Items from a dataset
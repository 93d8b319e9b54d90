use std::{
  alloc::Layout,
  any::{type_name, Any, TypeId},
  fmt,
};

use log::debug;
use rustc_hash::FxHashMap;

use crate::{
  error::EcsError,
  storage::column::{Column, TypedColumn},
};

/// Data that can be stored in archetype columns. Use `#[derive(Component)]`.
pub trait Component: Send + Sync + 'static {}

/// Stable numeric id assigned to a component type by the [`ComponentRegistry`].
#[derive(Clone, Copy, PartialEq, Eq, Hash, PartialOrd, Ord, Debug)]
pub struct ComponentId(pub(crate) u32);

impl ComponentId {
  #[inline]
  pub fn index(&self) -> usize {
    self.0 as usize
  }
}

/// Display name of an entity, used by named spawns.
#[derive(Debug, Clone, Default, PartialEq, Eq, Hash)]
pub struct Name(pub String);

impl Component for Name {}

impl From<&str> for Name {
  fn from(value: &str) -> Self {
    Name(value.to_string())
  }
}

impl fmt::Display for Name {
  fn fmt(&self, f: &mut fmt::Formatter<'_>) -> fmt::Result {
    f.write_str(&self.0)
  }
}

/// Type-erased description of a component type.
#[derive(Clone, Copy)]
pub struct ComponentDescriptor {
  name: &'static str,
  type_id: TypeId,
  layout: Layout,
  new_column: fn() -> Box<dyn Column>,
}

impl ComponentDescriptor {
  pub fn of<T: Component>() -> Self {
    Self {
      name: type_name::<T>(),
      type_id: TypeId::of::<T>(),
      layout: Layout::new::<T>(),
      new_column: TypedColumn::<T>::new_boxed,
    }
  }

  pub fn name(&self) -> &'static str {
    self.name
  }

  pub fn type_id(&self) -> TypeId {
    self.type_id
  }

  pub fn layout(&self) -> Layout {
    self.layout
  }

  pub fn new_column(&self) -> Box<dyn Column> {
    (self.new_column)()
  }
}

impl fmt::Debug for ComponentDescriptor {
  fn fmt(&self, f: &mut fmt::Formatter<'_>) -> fmt::Result {
    f.debug_struct("ComponentDescriptor")
      .field("name", &self.name)
      .field("layout", &self.layout)
      .finish()
  }
}

/// An owned component value whose type is only known at runtime.
pub struct ComponentBox {
  value: Box<dyn Any + Send>,
  descriptor: ComponentDescriptor,
}

impl ComponentBox {
  pub fn new<T: Component>(value: T) -> Self {
    Self {
      value: Box::new(value),
      descriptor: ComponentDescriptor::of::<T>(),
    }
  }

  pub fn descriptor(&self) -> &ComponentDescriptor {
    &self.descriptor
  }

  pub fn downcast<T: Component>(self) -> Result<T, Self> {
    if self.descriptor.type_id == TypeId::of::<T>() {
      match self.value.downcast::<T>() {
        Ok(value) => Ok(*value),
        Err(value) => Err(Self {
          value,
          descriptor: self.descriptor,
        }),
      }
    } else {
      Err(self)
    }
  }

  pub(crate) fn into_inner(self) -> Box<dyn Any + Send> {
    self.value
  }
}

impl fmt::Debug for ComponentBox {
  fn fmt(&self, f: &mut fmt::Formatter<'_>) -> fmt::Result {
    write!(f, "ComponentBox({})", self.descriptor.name)
  }
}

pub(crate) type DefaultFn = fn() -> Box<dyn Any + Send>;

#[derive(Debug, Clone, Copy, PartialEq, Eq)]
pub enum StorageKind {
  Data,
  /// Zero-sized marker component.
  Tag,
}

pub struct ComponentInfo {
  id: ComponentId,
  descriptor: ComponentDescriptor,
  default: Option<DefaultFn>,
  kind: StorageKind,
}

impl ComponentInfo {
  pub fn id(&self) -> ComponentId {
    self.id
  }

  pub fn name(&self) -> &'static str {
    self.descriptor.name
  }

  pub fn descriptor(&self) -> &ComponentDescriptor {
    &self.descriptor
  }

  pub fn layout(&self) -> Layout {
    self.descriptor.layout
  }

  pub fn kind(&self) -> StorageKind {
    self.kind
  }

  pub fn has_default(&self) -> bool {
    self.default.is_some()
  }

  pub(crate) fn make_default(&self) -> Option<Box<dyn Any + Send>> {
    self.default.map(|default| default())
  }
}

/// Append-only mapping from component types to [`ComponentId`]s.
#[derive(Default)]
pub struct ComponentRegistry {
  infos: Vec<ComponentInfo>,
  by_type: FxHashMap<TypeId, ComponentId>,
  by_name: FxHashMap<String, ComponentId>,
}

impl ComponentRegistry {
  pub fn new() -> Self {
    Self::default()
  }

  pub fn register<T: Component>(&mut self) -> ComponentId {
    self.register_descriptor(ComponentDescriptor::of::<T>())
  }

  pub fn register_descriptor(&mut self, descriptor: ComponentDescriptor) -> ComponentId {
    if let Some(&id) = self.by_type.get(&descriptor.type_id) {
      return id;
    }

    let id = ComponentId(self.infos.len() as u32);
    debug!("Registering Component {} as {:?}", descriptor.name, id);

    let kind = if descriptor.layout.size() == 0 {
      StorageKind::Tag
    } else {
      StorageKind::Data
    };

    self.by_type.insert(descriptor.type_id, id);
    self
      .by_name
      .entry(descriptor.name.to_string())
      .or_insert(id);
    self.infos.push(ComponentInfo {
      id,
      descriptor,
      default: None,
      kind,
    });

    id
  }

  /// Registers `T` and makes its [`Default`] available to
  /// [`World::add_default_by_id`](crate::world::World::add_default_by_id).
  pub fn register_default<T: Component + Default>(&mut self) -> ComponentId {
    let id = self.register::<T>();
    self.infos[id.index()].default = Some(|| -> Box<dyn Any + Send> { Box::new(T::default()) });
    id
  }

  /// Binds an additional lookup name to `T`.
  pub fn register_name<T: Component>(&mut self, name: &str) -> Result<ComponentId, EcsError> {
    let id = self.register::<T>();

    match self.by_name.get(name) {
      Some(&existing) if existing != id => Err(EcsError::DuplicateRegistration {
        name: name.to_string(),
        existing: self.infos[existing.index()].name(),
      }),
      Some(_) => Ok(id),
      None => {
        debug!("Binding name {} to Component {}", name, type_name::<T>());
        self.by_name.insert(name.to_string(), id);
        Ok(id)
      }
    }
  }

  #[inline]
  pub fn id<T: Component>(&self) -> Option<ComponentId> {
    self.id_by_type(TypeId::of::<T>())
  }

  #[inline]
  pub fn id_by_type(&self, type_id: TypeId) -> Option<ComponentId> {
    self.by_type.get(&type_id).copied()
  }

  pub fn id_by_name(&self, name: &str) -> Option<ComponentId> {
    self.by_name.get(name).copied()
  }

  pub fn info(&self, id: ComponentId) -> Option<&ComponentInfo> {
    self.infos.get(id.index())
  }

  pub fn layout(&self, id: ComponentId) -> Option<Layout> {
    self.info(id).map(ComponentInfo::layout)
  }

  pub fn len(&self) -> usize {
    self.infos.len()
  }

  pub fn is_empty(&self) -> bool {
    self.infos.is_empty()
  }

  pub fn iter(&self) -> impl Iterator<Item = &ComponentInfo> {
    self.infos.iter()
  }
}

**What is being asked:**
Write out the entries above word for word.

**Result of the task:**
repository 93d8b319e9b54d90
use std::{
  alloc::Layout,
  any::{type_name, Any, TypeId},
  fmt,
};

use log::debug;
use rustc_hash::FxHashMap;

use crate::{
  error::EcsError,
  storage::column::{Column, TypedColumn},
};

/// Data that can be stored in archetype columns. Use `#[derive(Component)]`.
pub trait Component: Send + Sync + 'static {}

/// Stable numeric id assigned to a component type by the [`ComponentRegistry`].
#[derive(Clone, Copy, PartialEq, Eq, Hash, PartialOrd, Ord, Debug)]
pub struct ComponentId(pub(crate) u32);

impl ComponentId {
  #[inline]
  pub fn index(&self) -> usize {
    self.0 as usize
  }
}

/// Display name of an entity, used by named spawns.
#[derive(Debug, Clone, Default, PartialEq, Eq, Hash)]
pub struct Name(pub String);

impl Component for Name {}

impl From<&str> for Name {
  fn from(value: &str) -> Self {
    Name(value.to_string())
  }
}

impl fmt::Display for Name {
  fn fmt(&self, f: &mut fmt::Formatter<'_>) -> fmt::Result {
    f.write_str(&self.0)
  }
}

/// Type-erased description of a component type.
#[derive(Clone, Copy)]
pub struct ComponentDescriptor {
  name: &'static str,
  type_id: TypeId,
  layout: Layout,
  new_column: fn() -> Box<dyn Column>,
}

impl ComponentDescriptor {
  pub fn of<T: Component>() -> Self {
    Self {
      name: type_name::<T>(),
      type_id: TypeId::of::<T>(),
      layout: Layout::new::<T>(),
      new_column: TypedColumn::<T>::new_boxed,
    }
  }

  pub fn name(&self) -> &'static str {
    self.name
  }

  pub fn type_id(&self) -> TypeId {
    self.type_id
  }

  pub fn layout(&self) -> Layout {
    self.layout
  }

  pub fn new_column(&self) -> Box<dyn Column> {
    (self.new_column)()
  }
}

impl fmt::Debug for ComponentDescriptor {
  fn fmt(&self, f: &mut fmt::Formatter<'_>) -> fmt::Result {
    f.debug_struct("ComponentDescriptor")
      .field("name", &self.name)
      .field("layout", &self.layout)
      .finish()
  }
}

/// An owned component value whose type is only known at runtime.
pub struct ComponentBox {
  value: Box<dyn Any + Send>,
  descriptor: ComponentDescriptor,
}

impl ComponentBox {
  pub fn new<T: Component>(value: T) -> Self {
    Self {
      value: Box::new(value),
      descriptor: ComponentDescriptor::of::<T>(),
    }
  }

  pub fn descriptor(&self) -> &ComponentDescriptor {
    &self.descriptor
  }

  pub fn downcast<T: Component>(self) -> Result<T, Self> {
    if self.descriptor.type_id == TypeId::of::<T>() {
      match self.value.downcast::<T>() {
        Ok(value) => Ok(*value),
        Err(value) => Err(Self {
          value,
          descriptor: self.descriptor,
        }),
      }
    } else {
      Err(self)
    }
  }

  pub(crate) fn into_inner(self) -> Box<dyn Any + Send> {
    self.value
  }
}

impl fmt::Debug for ComponentBox {
  fn fmt(&self, f: &mut fmt::Formatter<'_>) -> fmt::Result {
    write!(f, "ComponentBox({})", self.descriptor.name)
  }
}

pub(crate) type DefaultFn = fn() -> Box<dyn Any + Send>;

#[derive(Debug, Clone, Copy, PartialEq, Eq)]
pub enum StorageKind {
  Data,
  /// Zero-sized marker component.
  Tag,
}

pub struct ComponentInfo {
  id: ComponentId,
  descriptor: ComponentDescriptor,
  default: Option<DefaultFn>,
  kind: StorageKind,
}

impl ComponentInfo {
  pub fn id(&self) -> ComponentId {
    self.id
  }

  pub fn name(&self) -> &'static str {
    self.descriptor.name
  }

  pub fn descriptor(&self) -> &ComponentDescriptor {
    &self.descriptor
  }

  pub fn layout(&self) -> Layout {
    self.descriptor.layout
  }

  pub fn kind(&self) -> StorageKind {
    self.kind
  }

  pub fn has_default(&self) -> bool {
    self.default.is_some()
  }

  pub(crate) fn make_default(&self) -> Option<Box<dyn Any + Send>> {
    self.default.map(|default| default())
  }
}

/// Append-only mapping from component types to [`ComponentId`]s.
#[derive(Default)]
pub struct ComponentRegistry {
  infos: Vec<ComponentInfo>,
  by_type: FxHashMap<TypeId, ComponentId>,
  by_name: FxHashMap<String, ComponentId>,
}

impl ComponentRegistry {
  pub fn new() -> Self {
    Self::default()
  }

  pub fn register<T: Component>(&mut self) -> ComponentId {
    self.register_descriptor(ComponentDescriptor::of::<T>())
  }

  pub fn register_descriptor(&mut self, descriptor: ComponentDescriptor) -> ComponentId {
    if let Some(&id) = self.by_type.get(&descriptor.type_id) {
      return id;
    }

    let id = ComponentId(self.infos.len() as u32);
    debug!("Registering Component {} as {:?}", descriptor.name, id);

    let kind = if descriptor.layout.size() == 0 {
      StorageKind::Tag
    } else {
      StorageKind::Data
    };

    self.by_type.insert(descriptor.type_id, id);
    self
      .by_name
      .entry(descriptor.name.to_string())
      .or_insert(id);
    self.infos.push(ComponentInfo {
      id,
      descriptor,
      default: None,
      kind,
    });

    id
  }

  /// Registers `T` and makes its [`Default`] available to
  /// [`World::add_default_by_id`](crate::world::World::add_default_by_id).
  pub fn register_default<T: Component + Default>(&mut self) -> ComponentId {
    let id = self.register::<T>();
    self.infos[id.index()].default = Some(|| -> Box<dyn Any + Send> { Box::new(T::default()) });
    id
  }

  /// Binds an additional lookup name to `T`.
  pub fn register_name<T: Component>(&mut self, name: &str) -> Result<ComponentId, EcsError> {
    let id = self.register::<T>();

    match self.by_name.get(name) {
      Some(&existing) if existing != id => Err(EcsError::DuplicateRegistration {
        name: name.to_string(),
        existing: self.infos[existing.index()].name(),
      }),
      Some(_) => Ok(id),
      None => {
        debug!("Binding name {} to Component {}", name, type_name::<T>());
        self.by_name.insert(name.to_string(), id);
        Ok(id)
      }
    }
  }

  #[inline]
  pub fn id<T: Component>(&self) -> Option<ComponentId> {
    self.id_by_type(TypeId::of::<T>())
  }

  #[inline]
  pub fn id_by_type(&self, type_id: TypeId) -> Option<ComponentId> {
    self.by_type.get(&type_id).copied()
  }

  pub fn id_by_name(&self, name: &str) -> Option<ComponentId> {
    self.by_name.get(name).copied()
  }

  pub fn info(&self, id: ComponentId) -> Option<&ComponentInfo> {
    self.infos.get(id.index())
  }

  pub fn layout(&self, id: ComponentId) -> Option<Layout> {
    self.info(id).map(ComponentInfo::layout)
  }

  pub fn len(&self) -> usize {
    self.infos.len()
  }

  pub fn is_empty(&self) -> bool {
    self.infos.is_empty()
  }

  pub fn iter(&self) -> impl Iterator<Item = &ComponentInfo> {
    self.infos.iter()
  }
}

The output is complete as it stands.